# Hello everybody



## Nxthanos (Jun 11, 2011)

My name is Chris, which was taken, so i am using an old name i had from years ago that is complicated and not worth going into!

My model building buddy Dirkpitt invited me to come over so here i am.

I hope to get to know you folks and for you too know me, so heyo everyone.


----------



## brucejscott (Jun 11, 2011)

Hello and Welcome! I hope you enjoy the experiance!


----------



## vikingBerserker (Jun 11, 2011)

Welcome aboard Chris.


----------



## Nxthanos (Jun 11, 2011)

Thanks for the welcome guys!

I was a little leary of joining, I have had some bad experiences with model forums lately (British ones that have Airfix in their names that is), but a good buddy of mine (dirkpitt) sugested I have a go here so I took the plunge.


----------



## Nxthanos (Jun 11, 2011)

What are those aircraft in the signatures?


----------



## Airframes (Jun 12, 2011)

Hi Chris, and welcome from England. The small profiles of aircraft in some members' signature area are Group Build icons, awarded for taking part in, and completing, a Modelling Group Build.


----------



## vikingBerserker (Jun 12, 2011)

You earn them if you compete in the Group Builds. We currently have the Messerschmidt/Focky-Wulf build going on.
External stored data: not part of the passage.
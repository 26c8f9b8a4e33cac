//! Common subexpression elimination.
//!
//! Walks the reachable blocks in reverse postorder, keys every reorderable
//! instruction by its kind and result shape, and rewrites later duplicates
//! to an earlier occurrence that dominates them. Operands of commutative ALU
//! ops are sorted so `a + b` and `b + a` share a key.

use std::collections::HashMap;

use spinel_ir::{Def, Function, InstrKind, Metadata, Shader, Value};

use crate::Pass;
use crate::runner::run_function_pass;

/// Common subexpression elimination pass.
#[derive(Debug)]
pub struct CommonSubexprElimination;

impl Pass for CommonSubexprElimination {
    fn name(&self) -> &str {
        "cse"
    }

    fn run(&self, shader: &mut Shader) -> bool {
        run_function_pass(shader, Metadata::ALL, run_on_function)
    }
}

fn canonical(kind: &InstrKind) -> InstrKind {
    let mut kind = kind.clone();
    if let InstrKind::Alu { op, srcs } = &mut kind
        && op.is_commutative()
        && srcs.len() == 2
    {
        srcs.sort();
    }
    kind
}

fn run_on_function(func: &mut Function) -> bool {
    let dom = func.dominance();
    let mut seen: HashMap<(InstrKind, Option<Def>), Vec<Value>> = HashMap::new();
    let mut changed = false;

    for &block in dom.rpo() {
        let instrs = func.blocks[block].instrs.clone();
        for value in instrs {
            let Some(instr) = func.instrs.try_get(value) else {
                continue;
            };
            if !instr.kind.can_reorder() {
                continue;
            }
            let key = (canonical(&instr.kind), instr.def);
            let candidates = seen.entry(key).or_default();
            let existing = candidates.iter().copied().find(|&c| {
                let def_block = func.instrs[c].block;
                def_block == block || dom.dominates(def_block, block)
            });
            match existing {
                Some(earlier) => {
                    func.replace_all_uses(value, earlier);
                    func.remove_instr(value);
                    changed = true;
                }
                None => candidates.push(value),
            }
        }
    }
    changed
}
For more info: http://www.ww2aircraft.net/forum/group-builds/group-build-rules-17844.html

-----------------
Oops, crossed with Terry


----------



## Nxthanos (Jun 12, 2011)

Airframes said:


> Hi Chris, and welcome from England. The small profiles of aircraft in some members' signature area are Group Build icons, awarded for taking part in, and completing, a Modelling Group Build.


 
Oh, very nice, I wish i had shown up sooner!


----------



## Nxthanos (Jun 12, 2011)

vikingBerserker said:


> You earn them if you compete in the Group Builds. We currently have the Messerschmidt/Focky-Wulf build going on.
> 
> For more info: http://www.ww2aircraft.net/forum/group-builds/group-build-rules-17844.html
> 
> ...


I could give that a whirl, but of course I am a pedestrian at best builder.


----------



## vikingBerserker (Jun 12, 2011)

You can enter at the beginner level, intermediate, of master level.


----------



## Nxthanos (Jun 12, 2011)

Thanks, I have been at it for years, but am hardly skillful.


----------



## Wurger (Jun 12, 2011)

There is no problem Mate. There is a place for everyone who wants to take part in GB. And the skill level isn't the main factor determining that. Welcome then. Greetings from Poland.


----------



## imalko (Jun 12, 2011)

Hello and welcome Chris. Enjoy the forum.


----------



## dirkpitt289 (Jun 12, 2011)

Welcome to the forum Chris. I hope you enjoy it here as much as I do.


----------



## Nxthanos (Jun 12, 2011)

Wurger said:


> There is no problem Mate. There is a place for everyone who wants to take part in GB. And the skill level isn't the main factor determining that. Welcome then. Greetings from Poland.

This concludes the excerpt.